■ What is needed
Each entry is to be output as written, so that none is missing.

■ Data shown
**********

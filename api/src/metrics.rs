use crate::errors::Result;
use lazy_static::lazy_static;
use prometheus::{Counter, Encoder, Gauge, Histogram, HistogramOpts, Opts, Registry, TextEncoder};

lazy_static! {
    pub static ref REGISTRY: Registry = Registry::new();
    pub static ref REQUESTS_TOTAL: Counter = Counter::with_opts(Opts::new(
        "aqi_api_requests_total",
        "Total read requests served"
    ))
    .unwrap();
    pub static ref STORE_FAILURES_TOTAL: Counter = Counter::with_opts(Opts::new(
        "aqi_api_store_failures_total",
        "Total requests that failed on a store query"
    ))
    .unwrap();
    pub static ref NOT_FOUND_TOTAL: Counter = Counter::with_opts(Opts::new(
        "aqi_api_not_found_total",
        "Total requests for devices without readings"
    ))
    .unwrap();
    pub static ref INSUFFICIENT_DATA_TOTAL: Counter = Counter::with_opts(Opts::new(
        "aqi_api_insufficient_data_total",
        "Total hourly averages refused for too few samples"
    ))
    .unwrap();
    pub static ref REJECTED_ROWS_TOTAL: Counter = Counter::with_opts(Opts::new(
        "aqi_api_rejected_rows_total",
        "Total stored rows skipped because they failed validation"
    ))
    .unwrap();
    pub static ref STORE_QUERY_SECONDS: Histogram = Histogram::with_opts(
        HistogramOpts::new(
            "aqi_api_store_query_seconds",
            "Time taken by reading store queries"
        )
        .buckets(vec![
            0.001, 0.005, 0.01, 0.025, 0.05, 0.1, 0.25, 0.5, 1.0, 2.5, 5.0
        ])
    )
    .unwrap();
    pub static ref READINGS_FETCHED: Gauge = Gauge::with_opts(Opts::new(
        "aqi_api_readings_fetched",
        "Number of readings returned by the last store query"
    ))
    .unwrap();
}

pub fn init_metrics() -> Result<()> {
    REGISTRY.register(Box::new(REQUESTS_TOTAL.clone()))?;
    REGISTRY.register(Box::new(STORE_FAILURES_TOTAL.clone()))?;
    REGISTRY.register(Box::new(NOT_FOUND_TOTAL.clone()))?;
    REGISTRY.register(Box::new(INSUFFICIENT_DATA_TOTAL.clone()))?;
    REGISTRY.register(Box::new(REJECTED_ROWS_TOTAL.clone()))?;
    REGISTRY.register(Box::new(STORE_QUERY_SECONDS.clone()))?;
    REGISTRY.register(Box::new(READINGS_FETCHED.clone()))?;
    Ok(())
}

pub fn gather_metrics() -> Result<String> {
    let encoder = TextEncoder::new();
    let metric_families = REGISTRY.gather();
    let mut buffer = Vec::new();
    encoder.encode(&metric_families, &mut buffer)?;
    Ok(String::from_utf8(buffer)?)
}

**********

■ Exercise answer
filename api/src/metrics.rs
use crate::errors::Result;
use lazy_static::lazy_static;
use prometheus::{Counter, Encoder, Gauge, Histogram, HistogramOpts, Opts, Registry, TextEncoder};

lazy_static! {
    pub static ref REGISTRY: Registry = Registry::new();
    pub static ref REQUESTS_TOTAL: Counter = Counter::with_opts(Opts::new(
        "aqi_api_requests_total",
        "Total read requests served"
    ))
    .unwrap();
    pub static ref STORE_FAILURES_TOTAL: Counter = Counter::with_opts(Opts::new(
        "aqi_api_store_failures_total",
        "Total requests that failed on a store query"
    ))
    .unwrap();
    pub static ref NOT_FOUND_TOTAL: Counter = Counter::with_opts(Opts::new(
        "aqi_api_not_found_total",
        "Total requests for devices without readings"
    ))
    .unwrap();
    pub static ref INSUFFICIENT_DATA_TOTAL: Counter = Counter::with_opts(Opts::new(
        "aqi_api_insufficient_data_total",
        "Total hourly averages refused for too few samples"
    ))
    .unwrap();
    pub static ref REJECTED_ROWS_TOTAL: Counter = Counter::with_opts(Opts::new(
        "aqi_api_rejected_rows_total",
        "Total stored rows skipped because they failed validation"
    ))
    .unwrap();
    pub static ref STORE_QUERY_SECONDS: Histogram = Histogram::with_opts(
        HistogramOpts::new(
            "aqi_api_store_query_seconds",
            "Time taken by reading store queries"
        )
        .buckets(vec![
            0.001, 0.005, 0.01, 0.025, 0.05, 0.1, 0.25, 0.5, 1.0, 2.5, 5.0
        ])
    )
    .unwrap();
    pub static ref READINGS_FETCHED: Gauge = Gauge::with_opts(Opts::new(
        "aqi_api_readings_fetched",
        "Number of readings returned by the last store query"
    ))
    .unwrap();
}

pub fn init_metrics() -> Result<()> {
    REGISTRY.register(Box::new(REQUESTS_TOTAL.clone()))?;
    REGISTRY.register(Box::new(STORE_FAILURES_TOTAL.clone()))?;
    REGISTRY.register(Box::new(NOT_FOUND_TOTAL.clone()))?;
    REGISTRY.register(Box::new(INSUFFICIENT_DATA_TOTAL.clone()))?;
    REGISTRY.register(Box::new(REJECTED_ROWS_TOTAL.clone()))?;
    REGISTRY.register(Box::new(STORE_QUERY_SECONDS.clone()))?;
    REGISTRY.register(Box::new(READINGS_FETCHED.clone()))?;
    Ok(())
}

pub fn gather_metrics() -> Result<String> {
    let encoder = TextEncoder::new();
    let metric_families = REGISTRY.gather();
    let mut buffer = Vec::new();
    encoder.encode(&metric_families, &mut buffer)?;
    Ok(String::from_utf8(buffer)?)
}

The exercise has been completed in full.